7 Key Take-Aways From Gartner Digital Marketing Conference 2018

June 4, 2018
Contributor: Chris Pemberton

Marketing leaders learned how to think big, execute smart and deliver growth in a challenging and polarized market environment.

In a market environment characterized by “lightning strike” crises, polarized consumers and eroded trust in institutions, marketers need to sharpen their strategy and execution practices to compete effectively. Gartner Digital Marketing Conference 2018 offered marketing leaders insights and best practices for navigating this new wilderness of disruption.

Bringing together expert analysis, data-driven benchmarks and peer-proven best practices from Gartner L2, Iconoculture, CEB and Gartner, the 2018 event delivered specific support to move from vision to strategy and execution.

Take-away No. 1: Elevate how you implement marketing strategy

VP Analyst Ewan McIntyre and Anna Maria Virzi, Principal Analyst, mapped out the key findings from key Gartner Strategy and Spend surveys and encouraged marketers to address specific capability gaps in marketing skills, technology and multichannel efforts. For example, 74% of marketers rate customer insights as very important, yet only 57% report that customer insight capabilities exceed expectations. Closing those gaps will help marketing leaders improve the execution and implementation of their strategies to ultimately deliver the results executives expect.

Action Item: Look at the top five areas of your marketing spend and think about how they align to and support your business goals.

Take-away No. 2: Have a plan for the platform titans

Data drives the modern marketing organization, and four platform titans (Amazon, Apple, Google and Facebook) control a lion’s share of consumer data. Distinguished VP Analyst Andrew Frank outlined tactics to maximize interactions with, and competition between, these four firms. “Tame the titans by increasing dependency on your first-party data and maximize consent to combat the walled gardens of data,” said Frank.

Action Item: Collaborate more to get first- and second-party data.

Take-away No. 3: Prepare to market in the era of fake news

Brands need to prepare for a current and future reality dominated by the rolling thunder of fake news, attack tweets and highly polarized market environments. Gartner VP Analyst Jay Wilson detailed the five themes that define the fake news era — lack of a common fact base, virality, audience polarization, new brand enemies and lack of trust. Richard Edelman, CEO of PR firm Edelman, rallied marketers to lead by example.

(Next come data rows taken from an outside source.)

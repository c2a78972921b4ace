use std::sync::Arc;

use futures::{TryStreamExt, future::BoxFuture};
use mongodb::{
    Collection, Database,
    bson::{Document, doc},
    options::IndexOptions,
};

use super::{
    config::MongoConfig,
    connection::establish_connection,
    error::{MongoDaoError, MongoResult},
    models::{MongoCardDocument, PoolKeyGroupDocument},
};
use crate::dao::{
    card_store::{CardQueryFilter, CardStore},
    models::{CardEntity, PoolKeyParts},
    storage::StorageResult,
};

const CARD_COLLECTION_NAME: &str = "cards";
const HISTORY_COLLECTION_NAME: &str = "game_history";

/// Card bank backed by a MongoDB `cards` collection.
#[derive(Clone)]
pub struct MongoCardStore {
    inner: Arc<MongoInner>,
}

struct MongoInner {
    database: Database,
}

impl MongoInner {
    async fn ping(&self) -> MongoResult<()> {
        self.database
            .run_command(doc! { "ping": 1 })
            .await
            .map_err(|source| MongoDaoError::HealthPing { source })?;
        Ok(())
    }
}

impl MongoCardStore {
    /// Establish a connection to MongoDB and ensure indexes are present.
    ///
    /// Reconnection is handled by constructing a fresh store; the supervisor
    /// drops this one when its health check fails.
    pub async fn connect(config: MongoConfig) -> MongoResult<Self> {
        let (_client, database) =
            establish_connection(&config.options, &config.database_name).await?;

        let store = Self {
            inner: Arc::new(MongoInner { database }),
        };
        store.ensure_indexes().await?;
        Ok(store)
    }

    async fn ensure_indexes(&self) -> MongoResult<()> {
        let database = self.database();
        let cards = database.collection::<Document>(CARD_COLLECTION_NAME);

        let pool_key_index = mongodb::IndexModel::builder()
            .keys(doc! {"topic": 1, "difficulty": 1, "language": 1})
            .options(
                IndexOptions::builder()
                    .name(Some("card_pool_key_idx".to_owned()))
                    .build(),
            )
            .build();
        cards
            .create_index(pool_key_index)
            .await
            .map_err(|source| MongoDaoError::EnsureIndex {
                collection: CARD_COLLECTION_NAME,
                index: "topic,difficulty,language",
                source,
            })?;

        let deck_index = mongodb::IndexModel::builder()
            .keys(doc! {"language": 1, "source": 1})
            .options(
                IndexOptions::builder()
                    .name(Some("card_deck_idx".to_owned()))
                    .build(),
            )
            .build();
        cards
            .create_index(deck_index)
            .await
            .map_err(|source| MongoDaoError::EnsureIndex {
                collection: CARD_COLLECTION_NAME,
                index: "language,source",
                source,
            })?;

        // Index on the history collection for efficient per-game lookups.
        let history = database.collection::<Document>(HISTORY_COLLECTION_NAME);
        let history_index = mongodb::IndexModel::builder()
            .keys(doc! {"game_id": 1})
            .options(
                IndexOptions::builder()
                    .name(Some("history_game_idx".to_owned()))
                    .build(),
            )
            .build();
        history
            .create_index(history_index)
            .await
            .map_err(|source| MongoDaoError::EnsureIndex {
                collection: HISTORY_COLLECTION_NAME,
                index: "game_id",
                source,
            })?;

        Ok(())
    }

    /// Handle to the connected database, shared with the history store.
    pub fn database(&self) -> Database {
        self.inner.database.clone()
    }

    fn collection(&self) -> Collection<MongoCardDocument> {
        self.inner
            .database
            .collection::<MongoCardDocument>(CARD_COLLECTION_NAME)
    }

    async fn find_random(
        &self,
        filter: CardQueryFilter,
        excluded_ids: Vec<String>,
    ) -> MongoResult<Option<CardEntity>> {
        let mut match_doc = Document::new();
        if let Some(topic) = filter.topic {
            match_doc.insert("topic", topic);
        }
        if let Some(difficulty) = filter.difficulty {
            match_doc.insert("difficulty", difficulty);
        }
        if let Some(language) = filter.language {
            match_doc.insert("language", language);
        }
        if !excluded_ids.is_empty() {
            match_doc.insert("_id", doc! {"$nin": excluded_ids});
        }

        let pipeline = vec![doc! {"$match": match_doc}, doc! {"$sample": {"size": 1}}];

        let collection = self.collection();
        let mut cursor = collection
            .aggregate(pipeline)
            .with_type::<MongoCardDocument>()
            .await
            .map_err(|source| MongoDaoError::FindRandomCard { source })?;

        let document = cursor
            .try_next()
            .await
            .map_err(|source| MongoDaoError::FindRandomCard { source })?;
        Ok(document.map(Into::into))
    }

    async fn find_all_by_pool_key(
        &self,
        topic: String,
        difficulty: String,
        language: String,
    ) -> MongoResult<Vec<CardEntity>> {
        let key = format!("{topic}/{difficulty}/{language}");
        let filter = doc! {"topic": topic, "difficulty": difficulty, "language": language};

        let collection = self.collection();
        let documents: Vec<MongoCardDocument> = collection
            .find(filter)
            .await
            .map_err(|source| MongoDaoError::ListCards {
                key: key.clone(),
                source,
            })?
            .try_collect()
            .await
            .map_err(|source| MongoDaoError::ListCards { key, source })?;

        Ok(documents.into_iter().map(Into::into).collect())
    }

    async fn count_by_pool_key(
        &self,
        topic: String,
        difficulty: String,
        language: String,
    ) -> MongoResult<u64> {
        let key = format!("{topic}/{difficulty}/{language}");
        let filter = doc! {"topic": topic, "difficulty": difficulty, "language": language};

        let collection = self.collection();
        collection
            .count_documents(filter)
            .await
            .map_err(|source| MongoDaoError::CountCards { key, source })
    }

    async fn find_all_pool_keys(&self) -> MongoResult<Vec<PoolKeyParts>> {
        let pipeline = vec![doc! {"$group": {
            "_id": {"topic": "$topic", "difficulty": "$difficulty", "language": "$language"}
        }}];

        let collection = self.collection();
        let groups: Vec<PoolKeyGroupDocument> = collection
            .aggregate(pipeline)
            .with_type::<PoolKeyGroupDocument>()
            .await
            .map_err(|source| MongoDaoError::ListPoolKeys { source })?
            .try_collect()
            .await
            .map_err(|source| MongoDaoError::ListPoolKeys { source })?;

        Ok(groups.into_iter().map(Into::into).collect())
    }

    async fn find_deck(
        &self,
        language: String,
        topic: Option<String>,
        allowed_sources: Vec<String>,
    ) -> MongoResult<Vec<CardEntity>> {
        let mut filter = doc! {
            "language": language.clone(),
            "source": {"$in": allowed_sources},
        };
        if let Some(topic) = topic {
            filter.insert("topic", topic);
        }

        let collection = self.collection();
        let documents: Vec<MongoCardDocument> = collection
            .find(filter)
            .await
            .map_err(|source| MongoDaoError::FindDeck {
                language: language.clone(),
                source,
            })?
            .try_collect()
            .await
            .map_err(|source| MongoDaoError::FindDeck { language, source })?;

        Ok(documents.into_iter().map(Into::into).collect())
    }
}

impl CardStore for MongoCardStore {
    fn find_random(
        &self,
        filter: CardQueryFilter,
        excluded_ids: Vec<String>,
    ) -> BoxFuture<'static, StorageResult<Option<CardEntity>>> {
        let store = self.clone();
        Box::pin(async move {
            store
                .find_random(filter, excluded_ids)
                .await
                .map_err(Into::into)
        })
    }

    fn find_all_by_pool_key(
        &self,
        topic: String,
        difficulty: String,
        language: String,
    ) -> BoxFuture<'static, StorageResult<Vec<CardEntity>>> {
        let store = self.clone();
        Box::pin(async move {
            store
                .find_all_by_pool_key(topic, difficulty, language)
                .await
                .map_err(Into::into)
        })
    }

    fn count_by_pool_key(
        &self,
        topic: String,
        difficulty: String,
        language: String,
    ) -> BoxFuture<'static, StorageResult<u64>> {
        let store = self.clone();
        Box::pin(async move {
            store
                .count_by_pool_key(topic, difficulty, language)
                .await
                .map_err(Into::into)
        })
    }

    fn find_all_pool_keys(&self) -> BoxFuture<'static, StorageResult<Vec<PoolKeyParts>>> {
        let store = self.clone();
        Box::pin(async move { store.find_all_pool_keys().await.map_err(Into::into) })
    }

    fn find_deck(
        &self,
        language: String,
        topic: Option<String>,
        allowed_sources: Vec<String>,
    ) -> BoxFuture<'static, StorageResult<Vec<CardEntity>>> {
        let store = self.clone();
        Box::pin(async move {
            store
                .find_deck(language, topic, allowed_sources)
                .await
                .map_err(Into::into)
        })
    }

    fn health_check(&self) -> BoxFuture<'static, StorageResult<()>> {
        let store = self.clone();
        Box::pin(async move { store.inner.ping().await.map_err(Into::into) })
    }
}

Action Item: Monitor broadcast media, conduct image and logo analytics for misuse, and address fake accounts on social media.

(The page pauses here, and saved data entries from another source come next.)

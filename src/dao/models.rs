//! Entities exchanged with the card bank and the game history stores.

use std::fmt;

use serde::{Deserialize, Serialize};

/// A trivia card row as stored in the content bank. Read-only to this service.
#[derive(Debug, Clone, Serialize, Deserialize)]
pub struct CardEntity {
    /// Stable card identifier.
    pub id: String,
    /// Main topic, stored lowercased in the bank.
    pub topic: String,
    /// Optional finer-grained topic; doubles as a category hint.
    pub subtopic: Option<String>,
    /// Raw category label; resolved through [`Category::from_raw`].
    pub category: Option<String>,
    /// Two-letter language code, lowercased.
    pub language: String,
    /// Question text.
    pub question: String,
    /// Answer options in display order. Valid cards carry exactly ten.
    pub options: Vec<String>,
    /// Index of the single correct option, when the card uses one.
    pub correct_index: Option<u32>,
    /// Comma-joined boolean flag per option, when the card uses flags.
    pub correct_flags: Option<String>,
    /// Structured correctness metadata blob (JSON), when the card uses one.
    pub correct_meta: Option<String>,
    /// Free-form difficulty label, often numeric.
    pub difficulty: String,
    /// Content provenance tag.
    pub source: String,
    /// Creation time in epoch milliseconds.
    pub created_at_ms: Option<i64>,
}

impl CardEntity {
    /// Resolve the card's enumerated category, falling back to the subtopic
    /// when the explicit label is absent or blank.
    pub fn resolved_category(&self) -> Category {
        let raw = self
            .category
            .as_deref()
            .filter(|value| !value.trim().is_empty())
            .or(self.subtopic.as_deref());
        Category::from_raw(raw)
    }
}

/// Distinct (topic, difficulty, language) tuple present in the bank.
#[derive(Debug, Clone, Serialize, Deserialize)]
pub struct PoolKeyParts {
    pub topic: String,
    pub difficulty: String,
    pub language: String,
}

/// Minimal projection persisted into a game's serving history.
#[derive(Debug, Clone, PartialEq, Eq, Serialize, Deserialize)]
pub struct DeckCardMeta {
    /// Identifier of the served card.
    pub card_id: String,
    /// Category the card resolved to when it was served.
    pub category: Category,
    /// Topic of the served card.
    pub topic: String,
}

/// Closed set of card categories. Unrecognized labels resolve to [`Category::Open`].
#[derive(Debug, Clone, Copy, PartialEq, Eq, Serialize, Deserialize)]
#[serde(rename_all = "SCREAMING_SNAKE_CASE")]
pub enum Category {
    TrueFalse,
    Number,
    Order,
    CenturyDecade,
    Color,
    Open,
}

impl Category {
    /// Normalize a raw label (trim, uppercase, `-`/space to `_`) and map it
    /// onto the closed category set, defaulting to [`Category::Open`].
    pub fn from_raw(raw: Option<&str>) -> Self {
        let Some(raw) = raw else {
            return Category::Open;
        };
        if raw.trim().is_empty() {
            return Category::Open;
        }

        let normalized = raw
            .trim()
            .to_uppercase()
            .replace(['-', ' '], "_");

        match normalized.as_str() {
            "TRUE_FALSE" => Category::TrueFalse,
            "NUMBER" => Category::Number,
            "ORDER" => Category::Order,
            "CENTURY_DECADE" => Category::CenturyDecade,
            "COLOR" => Category::Color,
            _ => Category::Open,
        }
    }

    /// Canonical wire label for the category.
    pub fn as_str(&self) -> &'static str {
        match self {
            Category::TrueFalse => "TRUE_FALSE",
            Category::Number => "NUMBER",
            Category::Order => "ORDER",
            Category::CenturyDecade => "CENTURY_DECADE",
            Category::Color => "COLOR",
            Category::Open => "OPEN",
        }
    }
}

impl fmt::Display for Category {
    fn fmt(&self, f: &mut fmt::Formatter<'_>) -> fmt::Result {
        f.write_str(self.as_str())
    }
}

The CMO Spend Survey 2018-2019

What this year’s trends mean for marketers

Take-away No. 4: Build powerful CX experiences

Eighty-one percent of marketing leaders responsible for customer experience (CX) say their companies will mostly or completely compete on the basis of CX in two years. Yet only 22% say their CX efforts have exceeded customer expectations. Reality needs to catch up to aspiration if companies are to realize a customer-centric future. Augie Ray, VP Analyst, described how brands can build powerful customer experiences that lift satisfaction, loyalty and advocacy and start to chip away at the chasm between expectation and reality.

Action item: As you move up the CX pyramid, gather appropriate voice of customer data and expand your vision to include the entire customer journey to reduce risks.

Take-away No. 5: Understand customer data platforms

With 9.2% of marketing budgets going to marketing analytics and customer-centricity — a cornerstone of many marketing strategies — customer data platforms (CDPs) are gaining attention and hype. Gartner Managing Vice President Christi Eubanks demystified CDPs and showed how marketers can best assess this emerging category. Start by learning how to talk about data ownership and granularity.

Action item: Consider who will own or manage a CDP, how it will integrate and what data will go into it.

Take-away No. 6: Take your data and analytics capabilities to the next level

Although experienced data and analytics talent is hard to come by and a critical part of marketing success, expensive analytics talent is misaligned. Lizzy Foo Kune, Senior Director Analyst, shared key findings from the 2018 Gartner Marketing Analytics Survey, which found that nearly half of marketing leaders surveyed said some of their most expensive and experienced analysts spend their time preparing data to be analyzed rather than analyzing the data.

Action item: Rethink your allocation of resources. Leaders need to question if they need so much dedicated in-house analytics staff.

Take-away No. 7: Optimize your agency and in-house talent

Questions on the right agency model abound: Do we have too many? Too few? What personnel should we bring in-house? Are we using agencies for the right work? VP Analyst Chris Ross explored five organizational design criteria to build the optimal insource/outsource model for your organization. Look at fit, duration, task, commitment and the extent to which the work can deliver a competitive advantage.

Action item: Be clear with yourself and with your agency partners. Tell them what problem you need solved — and be clear about it.

“Think about the changes in who consumers trust and rising values such as safety, serenity and inclusion. What narrative are you creating to connect to those changes?” said Ross.